Do you follow culinary trends? One that I’m seeing a real spike in interest in lately is crockpot or slow cooker cooking among home cooks. I’m definitely a fan of using my crockpot but I will say that I am rather picky about what I prepare in it. I tend to lean towards recipes that require hours of braising, which I’ll adapt for cooking in a crockpot. The most recent crockpot dish I’ve made was for these Spicy Pork Tinga Enchiladas. I didn’t make the entire dish in the crockpot per se, but rather just the flavorful pork filling. Boneless, cubed pork is slow-cooked with aromatics, broth, tomato sauce, and minced chipotle chiles to create the spicy filling for these hearty enchiladas. The enchiladas are filled with this pork, beans, cheese, and cilantro for a delicious Mexican dish that’s freezer friendly too!
These enchiladas were so packed with flavor! The pork is slow-cooked with just the right amount of heat but feel free to increase/decrease to your own heat preferences. The pork filling is really the star of this dish and aside from enchiladas, you could use it for tacos, burritos, tostadas, flauta, etc. Fillings like this can work for all sorts of Mexican dishes so if you’re not a fan of enchiladas, use the filling as you wish. For a gluten-free friendly dish, use corn tortillas instead of flour. Freezer-friendly directions are also reflected below…
Pork tinga filling:
- 2 pounds boneless pork butt, or shoulder, trimmed of excess fat and cut into 1″ pieces
- 2 medium onions, 1 quartered and 1 chopped fine
- 3 medium garlic cloves, peeled and smashed
- 4 sprigs fresh thyme
- 1 teaspoon salt
- 4 cups beef broth
- 2 tablespoons olive oil
- 1/2 teaspoon dried oregano
- 1 14–oz. can tomato sauce
- 2 minced canned chipotle chiles in adobo sauce
- 2 bay leaves
- 8 oz shredded colby or monterey jack cheese + 4 oz more for topping
- 1 14oz can black or pinto beans, drained and rinsed
- 1/2 cup chopped fresh cilantro
- 6–8 corn or flour tortillas
- 1 cup Enchilada sauce (jarred or homemade)
For the Tinga:
- Place all ingredients except tortillas and garnishes into a crockpot.
- Cover and cook on high for 4-6 hours or on low for 6-8 hours.

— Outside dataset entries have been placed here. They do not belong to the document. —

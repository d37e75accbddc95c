//! Round-robin over the run configurations attached to a remoteci.
//!
//! The "next" configuration is derived from the one recorded on the most
//! recent job plus the current list membership. There is no rotation
//! counter and no lock: two concurrent schedules for the same remoteci may
//! pick the same configuration.

use std::cmp::Ordering;

use uuid::Uuid;

use super::context::Context;
use crate::error::SchedulerResult;
use crate::models::rconfiguration::RConfiguration;
use crate::repository::Store;

pub async fn last_used_configuration_id<S: Store + ?Sized>(
    ctx: &mut Context<'_, S>,
    topic_id: Uuid,
    remoteci_id: Uuid,
) -> SchedulerResult<Option<Uuid>> {
    ctx.store.last_rconfiguration_id(topic_id, remoteci_id).await
}

/// Newest first, ties broken by name.
fn rotation_order(a: &RConfiguration, b: &RConfiguration) -> Ordering {
    b.created_at
        .cmp(&a.created_at)
        .then_with(|| a.name.cmp(&b.name))
}

/// Index of the configuration to use, given the ordered list and the last one used.
fn next_index(ordered: &[RConfiguration], last_used: Option<Uuid>) -> Option<usize> {
    if ordered.is_empty() {
        return None;
    }
    let len = ordered.len();
    let index = match last_used {
        // Nothing used yet: start from the oldest.
        None => len - 1,
        Some(last) => match ordered.iter().position(|c| c.id == last) {
            Some(i) => (i + len - 1) % len,
            None => 0,
        },
    };
    Some(index)
}

/// `None` means the remoteci has no configuration for the topic and the job
/// falls back to the topic's own component types.
pub async fn select_next<S: Store + ?Sized>(
    ctx: &mut Context<'_, S>,
    topic_id: Uuid,
    remoteci_id: Uuid,
) -> SchedulerResult<Option<RConfiguration>> {
    let mut configurations = ctx
        .store
        .rconfigurations_for_remoteci(remoteci_id, topic_id)
        .await?;
    if configurations.is_empty() {
        return Ok(None);
    }
    configurations.sort_by(rotation_order);

    let last_used = last_used_configuration_id(ctx, topic_id, remoteci_id).await?;
    let Some(index) = next_index(&configurations, last_used) else {
        return Ok(None);
    };
    let selected = configurations.swap_remove(index);

    tracing::debug!(
        remoteci_id = %remoteci_id,
        topic_id = %topic_id,
        rconfiguration = %selected.name,
        last_used = ?last_used,
        "Selected run configuration"
    );
    Ok(Some(selected))
}

#[cfg(test)]
mod tests {
    use chrono::{DateTime, Duration, Utc};

    use super::*;
    use crate::models::job::{Job, JobStatus};
    use crate::models::ResourceState;
    use crate::repository::memory::{epoch, MemoryStore};
    use crate::services::context::testing::FixedClock;
    use crate::services::context::{Caller, SchedulePolicy};

    fn record_job(
        store: &mut MemoryStore,
        remoteci_id: Uuid,
        topic_id: Uuid,
        rconfiguration_id: Option<Uuid>,
        created_at: DateTime<Utc>,
    ) {
        store.jobs.push(Job {
            id: Uuid::new_v4(),
            remoteci_id,
            team_id: Uuid::new_v4(),
            topic_id,
            product_id: None,
            rconfiguration_id,
            previous_job_id: None,
            status: JobStatus::New,
            comment: None,
            duration: 0,
            etag: Uuid::new_v4(),
            state: ResourceState::Active,
            created_at,
            updated_at: created_at,
        });
    }

    #[tokio::test]
    async fn rotates_from_oldest_towards_newest_and_wraps() {
        let mut store = MemoryStore::default();
        let team = Uuid::new_v4();
        let topic = store.add_topic("RHEL-8.1", &["puddle"]);
        let remoteci = store.add_remoteci(team);
        // Inserted oldest first so insertion order disagrees with rotation order.
        let cfg_c = store.add_rconfiguration(remoteci.id, topic.id, "cfgC", epoch() - Duration::hours(3), None);
        let cfg_b = store.add_rconfiguration(remoteci.id, topic.id, "cfgB", epoch() - Duration::hours(2), None);
        let cfg_a = store.add_rconfiguration(remoteci.id, topic.id, "cfgA", epoch() - Duration::hours(1), None);

        let caller = Caller::super_admin();
        let clock = FixedClock::at(epoch());
        let policy = SchedulePolicy::default();

        let mut picked = Vec::new();
        for step in 0..4 {
            let selected = {
                let mut ctx = Context::new(&caller, &mut store, &clock, &policy);
                select_next(&mut ctx, topic.id, remoteci.id)
                    .await
                    .unwrap()
                    .unwrap()
            };
            picked.push(selected.id);
            record_job(
                &mut store,
                remoteci.id,
                topic.id,
                Some(selected.id),
                epoch() + Duration::minutes(step),
            );
        }

        assert_eq!(picked, vec![cfg_c.id, cfg_b.id, cfg_a.id, cfg_c.id]);
    }

    #[tokio::test]
    async fn every_configuration_is_used_equally_over_full_cycles() {
        let mut store = MemoryStore::default();
        let topic = store.add_topic("RHEL-8.1", &["puddle"]);
        let remoteci = store.add_remoteci(Uuid::new_v4());
        let ids: Vec<Uuid> = (0..4)
            .map(|n| {
                store
                    .add_rconfiguration(
                        remoteci.id,
                        topic.id,
                        &format!("cfg{n}"),
                        epoch() - Duration::hours(n),
                        None,
                    )
                    .id
            })
            .collect();

        let caller = Caller::super_admin();
        let clock = FixedClock::at(epoch());
        let policy = SchedulePolicy::default();

        let mut counts = std::collections::HashMap::new();
        for step in 0..12 {
            let selected = {
                let mut ctx = Context::new(&caller, &mut store, &clock, &policy);
                select_next(&mut ctx, topic.id, remoteci.id)
                    .await
                    .unwrap()
                    .unwrap()
            };
            *counts.entry(selected.id).or_insert(0) += 1;
            record_job(
                &mut store,
                remoteci.id,
                topic.id,
                Some(selected.id),
                epoch() + Duration::minutes(step),
            );
        }

        for id in ids {
            assert_eq!(counts.get(&id), Some(&3));
        }
    }

    #[tokio::test]
    async fn no_configuration_means_none() {
        let mut store = MemoryStore::default();
        let topic = store.add_topic("RHEL-8.1", &["puddle"]);
        let remoteci = store.add_remoteci(Uuid::new_v4());

        let caller = Caller::super_admin();
        let clock = FixedClock::at(epoch());
        let policy = SchedulePolicy::default();
        let mut ctx = Context::new(&caller, &mut store, &clock, &policy);

        assert!(select_next(&mut ctx, topic.id, remoteci.id)
            .await
            .unwrap()
            .is_none());
    }

    #[tokio::test]
    async fn vanished_last_used_restarts_at_newest() {
        let mut store = MemoryStore::default();
        let topic = store.add_topic("RHEL-8.1", &["puddle"]);
        let remoteci = store.add_remoteci(Uuid::new_v4());
        let newest = store.add_rconfiguration(remoteci.id, topic.id, "newest", epoch(), None);
        let gone = store.add_rconfiguration(
            remoteci.id,
            topic.id,
            "gone",
            epoch() - Duration::hours(1),
            None,
        );
        store.add_rconfiguration(remoteci.id, topic.id, "oldest", epoch() - Duration::hours(2), None);
        store.rconfigurations[1].state = ResourceState::Archived;
        record_job(&mut store, remoteci.id, topic.id, Some(gone.id), epoch());

        let caller = Caller::super_admin();
        let clock = FixedClock::at(epoch());
        let policy = SchedulePolicy::default();
        let mut ctx = Context::new(&caller, &mut store, &clock, &policy);

        let selected = select_next(&mut ctx, topic.id, remoteci.id)
            .await
            .unwrap()
            .unwrap();
        assert_eq!(selected.id, newest.id);
    }

    #[tokio::test]
    async fn equal_timestamps_are_ordered_by_name() {
        let mut store = MemoryStore::default();
        let topic = store.add_topic("RHEL-8.1", &["puddle"]);
        let remoteci = store.add_remoteci(Uuid::new_v4());
        let beta = store.add_rconfiguration(remoteci.id, topic.id, "beta", epoch(), None);
        let alpha = store.add_rconfiguration(remoteci.id, topic.id, "alpha", epoch(), None);

        let caller = Caller::super_admin();
        let clock = FixedClock::at(epoch());
        let policy = SchedulePolicy::default();
        let mut ctx = Context::new(&caller, &mut store, &clock, &policy);

        // [alpha, beta]; starting from the last element.
        let first = select_next(&mut ctx, topic.id, remoteci.id)
            .await
            .unwrap()
            .unwrap();
        assert_eq!(first.id, beta.id);
        assert_ne!(first.id, alpha.id);
    }

    #[test]
    fn next_index_wraps_at_the_front() {
        let make = |name: &str| RConfiguration {
            id: Uuid::new_v4(),
            topic_id: Uuid::nil(),
            name: name.to_string(),
            component_types: None,
            state: ResourceState::Active,
            created_at: epoch(),
            updated_at: epoch(),
        };
        let list = vec![make("a"), make("b"), make("c")];
        assert_eq!(next_index(&list, Some(list[0].id)), Some(2));
        assert_eq!(next_index(&list, Some(list[2].id)), Some(1));
        assert_eq!(next_index(&list, None), Some(2));
        assert_eq!(next_index(&list, Some(Uuid::new_v4())), Some(0));
        assert_eq!(next_index(&[], None), None);
    }
}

- Remove thyme springs and bay leaves.
- Using potato masher, mash cooked pork until shredded into rough 1/2″ pieces. (Can be refrigerated at this point for up to 2 days).
For the Tinga Filling:
- In a large bowl, combine the pork filling with the 8oz of cheese, beans and cilantro until well incorporated.

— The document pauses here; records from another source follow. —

//! Postgres-backed store over a transaction-scoped async connection.

use async_trait::async_trait;
use chrono::{DateTime, Utc};
use diesel::pg::Pg;
use diesel::prelude::*;
use diesel::query_builder::{QueryFragment, QueryId};
use diesel_async::{AsyncPgConnection, RunQueryDsl};
use uuid::Uuid;

use super::{
    ComponentRepository, CounterRepository, FileRepository, JobEventRepository, JobRepository,
    JobstateRepository, RConfigurationRepository, RemoteciRepository, SequenceAllocator,
    TopicRepository,
};
use crate::error::SchedulerResult;
use crate::models::component::Component;
use crate::models::file::JobFile;
use crate::models::job::{Job, JobComponent, JobStatus, JobStatusUpdate};
use crate::models::job_event::{Counter, JobEvent};
use crate::models::jobstate::Jobstate;
use crate::models::rconfiguration::RConfiguration;
use crate::models::remoteci::Remoteci;
use crate::models::topic::Topic;
use crate::models::ResourceState;
use crate::schema::{
    components, counters, files, jobs, jobs_components, jobs_events, jobstates,
    rconfigurations, remotecis, remotecis_rconfigurations, sequences, topics, topics_teams,
};

/// Store handle borrowing a connection, usually inside an open transaction.
pub struct PgStore<'c> {
    conn: &'c mut AsyncPgConnection,
}

impl<'c> PgStore<'c> {
    pub fn new(conn: &'c mut AsyncPgConnection) -> Self {
        Self { conn }
    }
}

/// One `UPDATE` moving the remoteci's abandoned jobs to `killed`.
fn kill_stale_statement(
    remoteci_id: Uuid,
    topic_id: Option<Uuid>,
    created_before: DateTime<Utc>,
) -> impl QueryFragment<Pg> + QueryId + Send + 'static {
    let mut statement = diesel::update(jobs::table)
        .set(jobs::status.eq(JobStatus::Killed))
        .into_boxed::<Pg>()
        .filter(jobs::remoteci_id.eq(remoteci_id))
        .filter(jobs::status.eq_any(JobStatus::ACTIVE))
        .filter(jobs::created_at.lt(created_before));
    if let Some(topic_id) = topic_id {
        statement = statement.filter(jobs::topic_id.eq(topic_id));
    }
    statement
}

/// Compare-and-set of a counter on its etag.
fn counter_update_statement(
    name: &str,
    expected_etag: Uuid,
    sequence: i64,
    etag: Uuid,
) -> impl QueryFragment<Pg> + QueryId + Send + 'static {
    diesel::update(
        counters::table
            .filter(counters::name.eq(name.to_string()))
            .filter(counters::etag.eq(expected_etag)),
    )
    .set((counters::sequence.eq(sequence), counters::etag.eq(etag)))
}

#[async_trait]
impl TopicRepository for PgStore<'_> {
    async fn get_topic(&mut self, topic_id: Uuid) -> SchedulerResult<Option<Topic>> {
        let topic = topics::table
            .find(topic_id)
            .select(Topic::as_select())
            .first(self.conn)
            .await
            .optional()?;
        Ok(topic)
    }

    async fn team_has_grant(&mut self, topic_id: Uuid, team_id: Uuid) -> SchedulerResult<bool> {
        let granted = diesel::select(diesel::dsl::exists(
            topics_teams::table
                .filter(topics_teams::topic_id.eq(topic_id))
                .filter(topics_teams::team_id.eq(team_id)),
        ))
        .get_result::<bool>(self.conn)
        .await?;
        Ok(granted)
    }
}

#[async_trait]
impl RemoteciRepository for PgStore<'_> {
    async fn get_remoteci(&mut self, remoteci_id: Uuid) -> SchedulerResult<Option<Remoteci>> {
        let remoteci = remotecis::table
            .find(remoteci_id)
            .select(Remoteci::as_select())
            .first(self.conn)
            .await
            .optional()?;
        Ok(remoteci)
    }
}

#[async_trait]
impl ComponentRepository for PgStore<'_> {
    async fn latest_active_component(
        &mut self,
        topic_id: Uuid,
        component_type: &str,
        export_control_required: bool,
    ) -> SchedulerResult<Option<Component>> {
        let mut query = components::table
            .filter(components::topic_id.eq(topic_id))
            .filter(components::type_.eq(component_type))
            .filter(components::state.eq(ResourceState::Active))
            .filter(components::team_id.is_null())
            .into_boxed();

        if export_control_required {
            query = query.filter(components::export_control.eq(true));
        }

        let component = query
            .order(components::created_at.desc())
            .select(Component::as_select())
            .first(self.conn)
            .await
            .optional()?;
        Ok(component)
    }

    async fn get_component(&mut self, component_id: Uuid) -> SchedulerResult<Option<Component>> {
        let component = components::table
            .find(component_id)
            .select(Component::as_select())
            .first(self.conn)
            .await
            .optional()?;
        Ok(component)
    }

    async fn components_for_job(&mut self, job_id: Uuid) -> SchedulerResult<Vec<Component>> {
        let results = components::table
            .inner_join(jobs_components::table)
            .filter(jobs_components::job_id.eq(job_id))
            .order(jobs_components::position.asc())
            .select(Component::as_select())
            .load(self.conn)
            .await?;
        Ok(results)
    }
}

#[async_trait]
impl RConfigurationRepository for PgStore<'_> {
    async fn rconfigurations_for_remoteci(
        &mut self,
        remoteci_id: Uuid,
        topic_id: Uuid,
    ) -> SchedulerResult<Vec<RConfiguration>> {
        let results = rconfigurations::table
            .inner_join(remotecis_rconfigurations::table)
            .filter(remotecis_rconfigurations::remoteci_id.eq(remoteci_id))
            .filter(rconfigurations::topic_id.eq(topic_id))
            .filter(rconfigurations::state.ne(ResourceState::Archived))
            .order((rconfigurations::created_at.desc(), rconfigurations::name.asc()))
            .select(RConfiguration::as_select())
            .load(self.conn)
            .await?;
        Ok(results)
    }
}

#[async_trait]
impl JobRepository for PgStore<'_> {
    async fn insert_job(&mut self, job: &Job) -> SchedulerResult<Job> {
        let result = diesel::insert_into(jobs::table)
            .values(job)
            .returning(Job::as_returning())
            .get_result(self.conn)
            .await?;
        Ok(result)
    }

    async fn get_job(&mut self, job_id: Uuid) -> SchedulerResult<Option<Job>> {
        let job = jobs::table
            .find(job_id)
            .select(Job::as_select())
            .first(self.conn)
            .await
            .optional()?;
        Ok(job)
    }

    async fn list_jobs(
        &mut self,
        team_id: Option<Uuid>,
        limit: i64,
        offset: i64,
    ) -> SchedulerResult<Vec<Job>> {
        let mut query = jobs::table
            .filter(jobs::state.ne(ResourceState::Archived))
            .into_boxed();
        if let Some(team_id) = team_id {
            query = query.filter(jobs::team_id.eq(team_id));
        }
        let results = query
            .order((jobs::created_at.desc(), jobs::id.asc()))
            .limit(limit)
            .offset(offset)
            .select(Job::as_select())
            .load(self.conn)
            .await?;
        Ok(results)
    }

    async fn count_jobs(&mut self, team_id: Option<Uuid>) -> SchedulerResult<i64> {
        let mut query = jobs::table
            .filter(jobs::state.ne(ResourceState::Archived))
            .into_boxed();
        if let Some(team_id) = team_id {
            query = query.filter(jobs::team_id.eq(team_id));
        }
        let count = query.count().get_result::<i64>(self.conn).await?;
        Ok(count)
    }

    async fn last_rconfiguration_id(
        &mut self,
        topic_id: Uuid,
        remoteci_id: Uuid,
    ) -> SchedulerResult<Option<Uuid>> {
        let last = jobs::table
            .filter(jobs::topic_id.eq(topic_id))
            .filter(jobs::remoteci_id.eq(remoteci_id))
            .order(jobs::created_at.desc())
            .select(jobs::rconfiguration_id)
            .first::<Option<Uuid>>(self.conn)
            .await
            .optional()?;
        Ok(last.flatten())
    }

    async fn link_components(
        &mut self,
        job_id: Uuid,
        component_ids: &[Uuid],
    ) -> SchedulerResult<()> {
        let links: Vec<JobComponent> = component_ids
            .iter()
            .enumerate()
            .map(|(position, component_id)| JobComponent {
                job_id,
                component_id: *component_id,
                position: position as i32,
            })
            .collect();

        diesel::insert_into(jobs_components::table)
            .values(&links)
            .execute(self.conn)
            .await?;
        Ok(())
    }

    async fn update_job_status(
        &mut self,
        job_id: Uuid,
        expected_etag: Uuid,
        update: &JobStatusUpdate,
    ) -> SchedulerResult<Option<Job>> {
        let job = diesel::update(
            jobs::table
                .filter(jobs::id.eq(job_id))
                .filter(jobs::etag.eq(expected_etag)),
        )
        .set(update)
        .returning(Job::as_returning())
        .get_result(self.conn)
        .await
        .optional()?;
        Ok(job)
    }

    async fn kill_stale_jobs(
        &mut self,
        remoteci_id: Uuid,
        topic_id: Option<Uuid>,
        created_before: DateTime<Utc>,
    ) -> SchedulerResult<u64> {
        let killed = kill_stale_statement(remoteci_id, topic_id, created_before)
            .execute(self.conn)
            .await?;
        Ok(killed as u64)
    }

    async fn archive_job(&mut self, job_id: Uuid, now: DateTime<Utc>) -> SchedulerResult<u64> {
        let archived = diesel::update(jobs::table.find(job_id))
            .set((
                jobs::state.eq(ResourceState::Archived),
                jobs::etag.eq(Uuid::new_v4()),
                jobs::updated_at.eq(now),
            ))
            .execute(self.conn)
            .await?;
        Ok(archived as u64)
    }

    async fn purge_archived_jobs(&mut self) -> SchedulerResult<u64> {
        // jobstates, jobs_components, jobs_events and files cascade.
        let purged = diesel::delete(jobs::table.filter(jobs::state.eq(ResourceState::Archived)))
            .execute(self.conn)
            .await?;
        Ok(purged as u64)
    }
}

#[async_trait]
impl JobstateRepository for PgStore<'_> {
    async fn insert_jobstate(&mut self, jobstate: &Jobstate) -> SchedulerResult<Jobstate> {
        let result = diesel::insert_into(jobstates::table)
            .values(jobstate)
            .returning(Jobstate::as_returning())
            .get_result(self.conn)
            .await?;
        Ok(result)
    }

    async fn jobstates_for_job(&mut self, job_id: Uuid) -> SchedulerResult<Vec<Jobstate>> {
        let results = jobstates::table
            .filter(jobstates::job_id.eq(job_id))
            .order(jobstates::created_at.asc())
            .select(Jobstate::as_select())
            .load(self.conn)
            .await?;
        Ok(results)
    }
}

#[async_trait]
impl JobEventRepository for PgStore<'_> {
    async fn insert_job_event(&mut self, event: &JobEvent) -> SchedulerResult<JobEvent> {
        let result = diesel::insert_into(jobs_events::table)
            .values(event)
            .returning(JobEvent::as_returning())
            .get_result(self.conn)
            .await?;
        Ok(result)
    }

    async fn job_events_from(
        &mut self,
        sequence: i64,
        limit: i64,
    ) -> SchedulerResult<Vec<JobEvent>> {
        let results = jobs_events::table
            .filter(jobs_events::id.ge(sequence))
            .order(jobs_events::id.asc())
            .limit(limit)
            .select(JobEvent::as_select())
            .load(self.conn)
            .await?;
        Ok(results)
    }

    async fn purge_job_events_from(&mut self, sequence: i64) -> SchedulerResult<u64> {
        let purged = diesel::delete(jobs_events::table.filter(jobs_events::id.ge(sequence)))
            .execute(self.conn)
            .await?;
        Ok(purged as u64)
    }
}

#[async_trait]
impl FileRepository for PgStore<'_> {
    async fn files_for_job(&mut self, job_id: Uuid) -> SchedulerResult<Vec<JobFile>> {
        let results = files::table
            .filter(files::job_id.eq(job_id))
            .filter(files::state.ne(ResourceState::Archived))
            .order(files::created_at.asc())
            .select(JobFile::as_select())
            .load(self.conn)
            .await?;
        Ok(results)
    }

    async fn archive_files_for_job(&mut self, job_id: Uuid) -> SchedulerResult<u64> {
        let archived = diesel::update(files::table.filter(files::job_id.eq(job_id)))
            .set(files::state.eq(ResourceState::Archived))
            .execute(self.conn)
            .await?;
        Ok(archived as u64)
    }
}

#[async_trait]
impl SequenceAllocator for PgStore<'_> {
    async fn next_sequence(&mut self, kind: &str) -> SchedulerResult<i64> {
        // The upsert holds the row lock until commit, so values are handed
        // out in commit order.
        let value = diesel::insert_into(sequences::table)
            .values((sequences::name.eq(kind), sequences::value.eq(1_i64)))
            .on_conflict(sequences::name)
            .do_update()
            .set(sequences::value.eq(sequences::value + 1_i64))
            .returning(sequences::value)
            .get_result::<i64>(self.conn)
            .await?;
        Ok(value)
    }
}

#[async_trait]
impl CounterRepository for PgStore<'_> {
    async fn get_counter(&mut self, name: &str) -> SchedulerResult<Option<Counter>> {
        let counter = counters::table
            .find(name)
            .select(Counter::as_select())
            .first(self.conn)
            .await
            .optional()?;
        Ok(counter)
    }

    async fn create_counter(&mut self, counter: &Counter) -> SchedulerResult<()> {
        diesel::insert_into(counters::table)
            .values(counter)
            .on_conflict(counters::name)
            .do_nothing()
            .execute(self.conn)
            .await?;
        Ok(())
    }

    async fn update_counter(
        &mut self,
        name: &str,
        expected_etag: Uuid,
        sequence: i64,
        etag: Uuid,
    ) -> SchedulerResult<bool> {
        let updated = counter_update_statement(name, expected_etag, sequence, etag)
            .execute(self.conn)
            .await?;
        Ok(updated == 1)
    }
}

- Preheat oven to 350 degrees.
For the Enchiladas:
- Place 1-2 heaping tablespoons of pork tinga filling down the center of each tortilla. Roll up tortillas and place seam-side-down in the baking dish.
- Cover the enchiladas with the 1 cup enchilada sauce (homemade or storebought). Sprinkle any remaining filling mixture on top of rolled tortillas and sprinkle with the remaining 4oz of cheese.
- Bake 25 minutes uncovered in the preheated oven, or until bubbly and lightly browned.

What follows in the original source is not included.